Concerns have been raised over the possible spread of the new coronavirus among hundreds of passengers who disembarked from a cruise ship in Cambodia on Friday, after one of them was confirmed to have the disease following a second test carried out in Malaysia.
Scores of passengers who left the MS Westerdam, which had been at sea for two weeks after leaving Hong Kong on 1 February, have travelled on to other destinations.
The director general of Malaysia’s health ministry, Noor Hisham Abdullah, said he believed further precautions should have been taken when passengers disembarked.
“Only 20 passengers had their tests done. That was what we were told,” he said. “The fact one case is positive, [means] all other passengers [have] exposure.”
After the Westerdam's stop in Cambodia, 236 passengers and 747 crew remain onbboard. Photograph: Soe Zeya Tun/Reuters
Cambodia was praised by the head of the World Health Organization for receiving the ship, which had been turned away by five other countries despite there being no confirmed cases onboard at the time.

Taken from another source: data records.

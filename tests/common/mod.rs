//! Shared fixtures for integration tests

#![allow(dead_code)]

use std::sync::{Arc, Mutex, Once};
use std::time::Instant;

use async_trait::async_trait;

use wabot_plugins::application::errors::BotError;
use wabot_plugins::application::messaging::MessageParser;
use wabot_plugins::application::services::{CommandService, MessageService};
use wabot_plugins::domain::entities::{Message, OutgoingMessage, User};
use wabot_plugins::domain::traits::{Bot, BotInfo, SettingsStore};
use wabot_plugins::infrastructure::config::Config;
use wabot_plugins::infrastructure::storage::MemoryStore;
use wabot_plugins::plugins;

pub const GROUP: &str = "120363000000000000@g.us";
pub const MEMBER: &str = "254700000001@s.whatsapp.net";
pub const BOT_ID: &str = "254799999999@s.whatsapp.net";

static INIT: Once = Once::new();

pub fn ensure_init() {
    INIT.call_once(|| {
        let _ = tracing_subscriber::fmt().with_test_writer().try_init();
    });
}

/// Bot that records every outgoing action
pub struct RecordingBot {
    pub sent: Mutex<Vec<(String, OutgoingMessage)>>,
    pub reactions: Mutex<Vec<(String, String)>>,
    pub removed: Mutex<Vec<(String, Vec<String>)>>,
    pub admin: bool,
    pub removal_denied: bool,
}

impl RecordingBot {
    pub fn new(admin: bool) -> Self {
        Self {
            sent: Mutex::new(Vec::new()),
            reactions: Mutex::new(Vec::new()),
            removed: Mutex::new(Vec::new()),
            admin,
            removal_denied: false,
        }
    }

    pub fn denying_removal() -> Self {
        Self {
            removal_denied: true,
            ..Self::new(true)
        }
    }

    pub fn sent(&self) -> Vec<(String, OutgoingMessage)> {
        self.sent.lock().unwrap().clone()
    }

    pub fn texts(&self) -> Vec<String> {
        self.sent().into_iter().map(|(_, m)| m.text).collect()
    }

    pub fn last(&self) -> OutgoingMessage {
        self.sent().pop().map(|(_, m)| m).expect("nothing was sent")
    }

    pub fn removed(&self) -> Vec<(String, Vec<String>)> {
        self.removed.lock().unwrap().clone()
    }
}

#[async_trait]
impl Bot for RecordingBot {
    async fn start(&self) -> Result<(), BotError> {
        Ok(())
    }

    async fn send(&self, chat_id: &str, message: OutgoingMessage) -> Result<String, BotError> {
        let mut sent = self.sent.lock().unwrap();
        sent.push((chat_id.to_string(), message));
        Ok(format!("out-{}", sent.len()))
    }

    async fn react(&self, _chat_id: &str, message_id: &str, emoji: &str) -> Result<(), BotError> {
        self.reactions
            .lock()
            .unwrap()
            .push((message_id.to_string(), emoji.to_string()));
        Ok(())
    }

    async fn remove_participants(&self, group_id: &str, participants: &[String]) -> Result<(), BotError> {
        if self.removal_denied {
            return Err(BotError::PermissionDenied("not authorized".into()));
        }
        self.removed
            .lock()
            .unwrap()
            .push((group_id.to_string(), participants.to_vec()));
        Ok(())
    }

    async fn is_group_admin(&self, _group_id: &str, _user_id: &str) -> Result<bool, BotError> {
        Ok(self.admin)
    }

    async fn contact_name(&self, _user_id: &str) -> Result<Option<String>, BotError> {
        Ok(Some("Ann".to_string()))
    }

    fn bot_info(&self) -> BotInfo {
        BotInfo {
            id: BOT_ID.to_string(),
            name: "Mercedes".to_string(),
            number: "254799999999".to_string(),
        }
    }
}

/// Full pipeline wired with the built-in plugins
pub struct Harness {
    pub bot: Arc<RecordingBot>,
    pub store: Arc<MemoryStore>,
    pub service: MessageService,
    pub parser: MessageParser,
}

impl Harness {
    pub fn new(bot: RecordingBot) -> Self {
        ensure_init();
        let config = Config::default();
        let store = Arc::new(MemoryStore::new());
        let shared: Arc<dyn SettingsStore> = store.clone();

        let manager = plugins::default_plugins(&config, shared, Instant::now()).unwrap();
        let commands = CommandService::new(manager.build_registry(), config.bot.prefix.clone());

        let bot = Arc::new(bot);
        let service = MessageService::new(bot.clone(), commands, Arc::new(manager));

        Self {
            bot,
            store,
            service,
            parser: MessageParser::new(config.bot.prefix),
        }
    }

    pub async fn text(&self, chat: &str, text: &str) {
        let msg = self.parser.parse(chat, text, Some(User::new(MEMBER)));
        self.service.process(msg).await;
    }

    pub async fn select(&self, chat: &str, id: &str) {
        let msg = self.parser.parse_selection(chat, id, Some(User::new(MEMBER)));
        self.service.process(msg).await;
    }

    pub async fn event(&self, msg: Message) {
        self.service.process(msg).await;
    }
}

The confirmation that an 83-year-old American passenger has since tested positive for the disease after travelling on to Malaysia has prompted questions about whether enough preventive measures have been taken.
Cambodian authorities initially called for the test results to be reviewed by Malaysia, while the ship’s operator, Holland America, described the tests as preliminary. On Sunday the Malaysian authorities confirmed the patient had been tested for a second time and that the results confirmed she had the virus.
Cambodia’s government said its own tests on passengers from MS Westerdam had been done in collaboration with the WHO and the US Centers for Disease Control and Prevention.
The American woman flew to Malaysia with 144 other cruise ship passengers. Only she and her husband showed symptoms. Her husband has since tested negative.